Rick Garrity, Hillsborough's environmental chief, has proposed a risky compromise in an attempt to save the county's wetlands protection program. He would preserve rules that guard against drought, pollution and flooding, but would open the door for developers and the politicians whose campaigns they fund to manipulate the office behind the scenes. This arrangement is better than no program at all, but it is a loaded gun in the hands of his bosses. We are at this point, after all, because Commissioners Brian Blair, Kevin White, Ken Hagan and Jim Norman want it easier for developers to destroy sensitive and valuable habitat.
It is tempting to wish that Garrity force an up-or-down vote for the program, which would make the gimme to developers an issue in the next election. But such political indulgence would be reckless for this growing county. His plan keeps intact one of the program's two major distinctions.

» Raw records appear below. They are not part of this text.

use crate::client::WorkflowClient;
use crate::domain::deadline::{self, GRACE_SECONDS};
use crate::domain::{AssignmentPayload, DeadlineTriggerPayload, EmployeeRecord};
use crate::logging::{log_network_failure, log_success, log_validation_failure};
use anyhow::Result;
use log::warn;

/// Strips whitespace and dashes, then ensures a leading `+` — the
/// nudge workflows only accept E.164-ish numbers.
pub fn normalize_phone(raw: &str) -> String {
    let cleaned: String = raw
        .chars()
        .filter(|c| !c.is_whitespace() && *c != '-')
        .collect();

    if cleaned.is_empty() || cleaned.starts_with('+') {
        cleaned
    } else {
        format!("+{}", cleaned)
    }
}

/// Builds the update payload and the matching workflow-trigger payload.
/// The deadline is parsed first so an untrackable string never reaches
/// the database, and re-serialized to the canonical year-first shape.
pub fn build_assignment(
    employee: &EmployeeRecord,
    task: &str,
    due: &str,
) -> Result<(AssignmentPayload, DeadlineTriggerPayload)> {
    let parsed = deadline::parse_deadline(due)?;
    let canonical = deadline::format_db_deadline(parsed);

    let phone = normalize_phone(employee.phone_no.as_deref().unwrap_or_default());

    let payload = AssignmentPayload {
        email: employee.email.clone(),
        phone_no: phone,
        user_id: employee.user_id.clone().unwrap_or_default(),
        task: task.to_string(),
        deadline: canonical.clone(),
        status: "Assigned".to_string(),
    };

    let trigger = DeadlineTriggerPayload {
        email: employee.email.clone(),
        deadline: canonical,
        grace_seconds: GRACE_SECONDS,
    };

    Ok((payload, trigger))
}

/// Two-step assignment: write the record, then start the hosted countdown
/// workflow. Once the write has succeeded the assignment stands — a
/// trigger failure only means the upstream countdown never started, which
/// the next poll makes visible.
pub async fn assign(
    client: &WorkflowClient,
    employee: &EmployeeRecord,
    task: &str,
    due: &str,
) -> Result<()> {
    let (payload, trigger) = build_assignment(employee, task, due)?;

    if let Err(e) = client.assign_task(&payload).await {
        // transport failures are not server rejections
        if e.downcast_ref::<reqwest::Error>().is_some() {
            log_network_failure("task update", &e.to_string());
        } else {
            log_validation_failure(&e.to_string());
        }
        return Err(e);
    }

    match client.trigger_deadline_workflow(&trigger).await {
        Ok(()) => log_success(&format!(
            "Task assigned to {} & timer started",
            employee.name
        )),
        Err(e) => warn!(
            "⚠️ Task saved but deadline workflow failed to start: {}",
            e
        ),
    }

    Ok(())
}

#[cfg(test)]
mod tests {
    use super::*;
    use pretty_assertions::assert_eq;
    use rstest::rstest;

    fn employee() -> EmployeeRecord {
        serde_json::from_str(
            r#"{
                "email": "asha@example.com",
                "name": "Asha Rao",
                "userId": "101",
                "phoneNo": "91 98765-43210"
            }"#,
        )
        .unwrap()
    }

    #[rstest]
    #[case("91 98765-43210", "+919876543210")]
    #[case("+91 98765 43210", "+919876543210")]
    #[case("9876543210", "+9876543210")]
    #[case("", "")]
    fn phone_normalization(#[case] raw: &str, #[case] expected: &str) {
        assert_eq!(normalize_phone(raw), expected);
    }

    #[test]
    fn builds_canonical_payload() {
        let (payload, trigger) =
            build_assignment(&employee(), "Prepare Q3 report", "21-03-2025 02:30 PM").unwrap();

        assert_eq!(payload.deadline, "2025-03-21 02:30 PM");
        assert_eq!(payload.status, "Assigned");
        assert_eq!(payload.phone_no, "+919876543210");
        assert_eq!(payload.user_id, "101");

        assert_eq!(trigger.deadline, payload.deadline);
        assert_eq!(trigger.grace_seconds, GRACE_SECONDS);
    }

    #[test]
    fn rejects_untrackable_deadline() {
        assert!(build_assignment(&employee(), "Report", "whenever").is_err());
    }

    #[tokio::test]
    async fn trigger_failure_does_not_fail_the_assignment() {
        let mut server = mockito::Server::new_async().await;
        server
            .mock("PUT", "/update")
            .with_status(200)
            .create_async()
            .await;
        server
            .mock("POST", "/trigger")
            .with_status(500)
            .create_async()
            .await;

        let config = crate::config::WorkflowConfig {
            read_url: server.url(),
            update_url: format!("{}/update", server.url()),
            deadline_workflow_url: format!("{}/trigger", server.url()),
        };
        let client = WorkflowClient::new(&config, std::time::Duration::from_secs(2));

        assign(&client, &employee(), "Report", "2025-03-21 02:30 PM")
            .await
            .unwrap();
    }

    #[tokio::test]
    async fn write_failure_fails_the_assignment_without_triggering() {
        let mut server = mockito::Server::new_async().await;
        server
            .mock("PUT", "/update")
            .with_status(422)
            .with_body(r#"{ "error": { "message": "unknown employee" } }"#)
            .create_async()
            .await;
        let trigger = server
            .mock("POST", "/trigger")
            .expect(0)
            .create_async()
            .await;

        let config = crate::config::WorkflowConfig {
            read_url: server.url(),
            update_url: format!("{}/update", server.url()),
            deadline_workflow_url: format!("{}/trigger", server.url()),
        };
        let client = WorkflowClient::new(&config, std::time::Duration::from_secs(2));

        let err = assign(&client, &employee(), "Report", "2025-03-21 02:30 PM")
            .await
            .unwrap_err();
        assert!(err.to_string().contains("unknown employee"));
        trigger.assert_async().await;
    }
}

Hillsborough, unlike the state of Florida, protects wetlands of a half acre or less. That is critical for controlling flood waters and pollution in developed areas. He also would clarify and speed the permitting process for developers and property owners. Those changes are reasonable and address legitimate concerns about the program's bureaucracy and cost.
The biggest change is that the county would relax its rule that wetlands can be destroyed only as a last resort. Garrity's office would be more open to "mitigation," under which wetlands destroyed may be replaced elsewhere. He also would classify wetlands by "ecological value," which would in part determine whether they could be destroyed. This discretion, in the right hands, could reasonably marry science and judgment. But coming as a counter-offer to killing the program outright, it invites the same political meddling down the road as what inspired it in the first place.
At best, what emerges from the plan is a leaner, not meaner, agency, where fewer lands are protected, more is demanded from fewer people and in shorter periods of time and where developers have a role in policymaking. That amounts to a huge environmental gamble, one driven entirely by this foursome's fealty to the development industry. The commission, which will discuss the matter Thursday, sitting as the Environmental Protection Commission, should realize the public sees the motivations at play and the risks this course, especially with this board, poses to our quality of life.